I lavoratori del Cas protestano contro la riduzione del personale: proclamato lo sciopero di 24 ore

I lavoratori del Cas protestano contro la riduzione del personale: proclamato lo sciopero di 24 ore

I lavoratori del Cas protestano contro la riduzione del personale: proclamato lo sciopero di 24 ore

sabato 20 Febbraio 2010 - 07:39

Lo stato di agitazione inizierà domani a partire dalle 22 e terminerà lunedì allo stesso orario

I lavoratori dell’Auostrada incroceranno le braccia per un giorno intero.

Ad annunciarlo, dopo un’infuocata riunione con le maestranze sono le segreterie provinciali di Filt Cgil, Uil Trasporti e Sil.

Al centro della protesta la riduzione al minimo del personale in alcuni caselli, decisa unilateralmente dal CAS con una semplice disposizione di servizio del 15 febbraio diventata operativa a partire dal 18 febbraio.

-Già a partire dal 1° turno di lavoro di giovedì scorso a causa della forte contrazione del personale in servizio, che è giunta anche all’impiego di una sola unità per casello, si sono dovute chiudere alcune piste di transito dove si sono registrate numerose disfunzioni, code e intasamenti. Una decisione, quella relativa alla riduzione del personale in servizio, assunta dal CAS senza alcun preventivo confronto con le organizzazioni sindacali-, spiegano Foti, Lasagni e Settineri rispettivamente segretari generali della Filt, della Uiltrasporti e del SIL.

In particolare, le organizzazioni sindacali che hanno inviato una nota al presidente della regione Lombardo, all’assessore Gentile ed al Prefetto Alecci ,denunciano come il blocco delle assunzioni, confermato dall’assessorato regionale, a fronte della cronica insufficienza di organico e la decisione di non incrementare, come invece precedentemente stabilito, il tempo-lavoro dell’organico attualmente in part time provochi inevitabilmente seri disservizi e difficoltà organizzative.
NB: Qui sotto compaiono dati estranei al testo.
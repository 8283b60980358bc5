//! Tracing subscriber setup and request-scoped trace IDs.

use std::any::type_name_of_val;
use std::sync::atomic::{AtomicBool, Ordering};

use axum::{
    extract::Request,
    http::{HeaderName, HeaderValue},
    middleware::Next,
    response::Response,
};
use log::LevelFilter;
use thiserror::Error;
use tokio::task_local;
use tracing::Instrument;
use tracing_log::LogTracer;
use tracing_subscriber::{
    EnvFilter, fmt,
    layer::Layer,
    layer::SubscriberExt,
    util::{SubscriberInitExt, TryInitError},
};
use uuid::Uuid;

use crate::config::AppConfig;

pub const REQUEST_ID_HEADER: HeaderName = HeaderName::from_static("x-request-id");

/// Trace context containing request correlation ID.
#[derive(Debug, Clone)]
pub struct TraceContext {
    pub trace_id: String,
}

task_local! {
    static ACTIVE_TRACE_CONTEXT: TraceContext;
}

#[derive(Debug, Error)]
pub enum TelemetryInitError {
    #[error("failed to install log tracer bridge: {0}")]
    LogTracer(#[from] log::SetLoggerError),
    #[error("failed to install tracing subscriber: {0}")]
    Subscriber(#[from] TryInitError),
}

static TELEMETRY_INITIALIZED: AtomicBool = AtomicBool::new(false);

/// Installs the global subscriber once. `log::` records (sqlx, reqwest) are
/// bridged into tracing. `RUST_LOG` overrides the configured level.
pub fn init_tracing(config: &AppConfig) -> Result<(), TelemetryInitError> {
    if TELEMETRY_INITIALIZED
        .compare_exchange(false, true, Ordering::SeqCst, Ordering::SeqCst)
        .is_err()
    {
        return Ok(());
    }

    if let Err(err) = LogTracer::builder()
        .with_max_level(LevelFilter::Trace)
        .init()
    {
        // Another bridge (tests, embedding binary) is fine
        let logger_type = type_name_of_val(log::logger());
        if !logger_type.contains("LogTracer") {
            eprintln!("warning: log bridge not installed: {err}");
        }
    }

    let env_filter =
        EnvFilter::try_from_default_env().unwrap_or_else(|_| EnvFilter::new(&config.log_level));

    let fmt_layer = match config.log_format.as_str() {
        "pretty" => fmt::layer().pretty().boxed(),
        "compact" => fmt::layer().compact().boxed(),
        _ => fmt::layer().json().with_current_span(true).boxed(),
    };

    if let Err(err) = tracing_subscriber::registry()
        .with(env_filter)
        .with(fmt_layer)
        .try_init()
    {
        TELEMETRY_INITIALIZED.store(false, Ordering::SeqCst);
        eprintln!("warning: global tracing subscriber already set: {err}");
    }

    Ok(())
}

/// Runs `future` with `context` available through [`current_trace_id`].
pub async fn with_trace_context<Fut, R>(context: TraceContext, future: Fut) -> R
where
    Fut: std::future::Future<Output = R>,
{
    ACTIVE_TRACE_CONTEXT.scope(context, future).await
}

pub fn current_trace_id() -> Option<String> {
    ACTIVE_TRACE_CONTEXT
        .try_with(|ctx| ctx.trace_id.clone())
        .ok()
}

/// Assigns each request a trace ID (caller-supplied `x-request-id` or a new
/// UUID), exposes it to handlers and error bodies, and echoes it back.
pub async fn trace_context_middleware(mut request: Request, next: Next) -> Response {
    let trace_id = request
        .headers()
        .get(&REQUEST_ID_HEADER)
        .and_then(|value| value.to_str().ok())
        .filter(|value| !value.is_empty() && value.len() <= 128)
        .map(str::to_string)
        .unwrap_or_else(|| Uuid::new_v4().to_string());

    let context = TraceContext {
        trace_id: trace_id.clone(),
    };
    request.extensions_mut().insert(context.clone());

    let span = tracing::info_span!(
        "http_request",
        trace_id = %trace_id,
        method = %request.method(),
        path = %request.uri().path(),
    );
    let mut response = with_trace_context(context, next.run(request))
        .instrument(span)
        .await;

    if let Ok(value) = HeaderValue::from_str(&trace_id) {
        response.headers_mut().insert(REQUEST_ID_HEADER, value);
    }
    response
}

#[cfg(test)]
mod tests {
    use super::*;

    #[tokio::test]
    async fn trace_id_is_scoped_to_the_future() {
        assert!(current_trace_id().is_none());

        let seen = with_trace_context(
            TraceContext {
                trace_id: "abc-123".to_string(),
            },
            async { current_trace_id() },
        )
        .await;

        assert_eq!(seen.as_deref(), Some("abc-123"));
        assert!(current_trace_id().is_none());
    }
}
-Da un lato- osservano i dirigenti di Filt, Uiltrasporti e SIL- si proroga il mandato al commissario straordinario e, dall’altro, si lascia tutto così com’è mentre i lavoratori continuano ad attendere l’inquadramento nelle qualifiche secondo le mansioni svolte e gli aumenti contrattuali che tutti gli altri lavoratori delle autostrade italiane hanno già percepito da oltre un anno-.

Lavoratori e sindacati chiedono quindi l’immediata revoca della disposizione

di servizio contestata, la trasformazione dei contratti da part time in full

time, e l’inquadramento del personale secondo le mansioni effettivamente Svolte.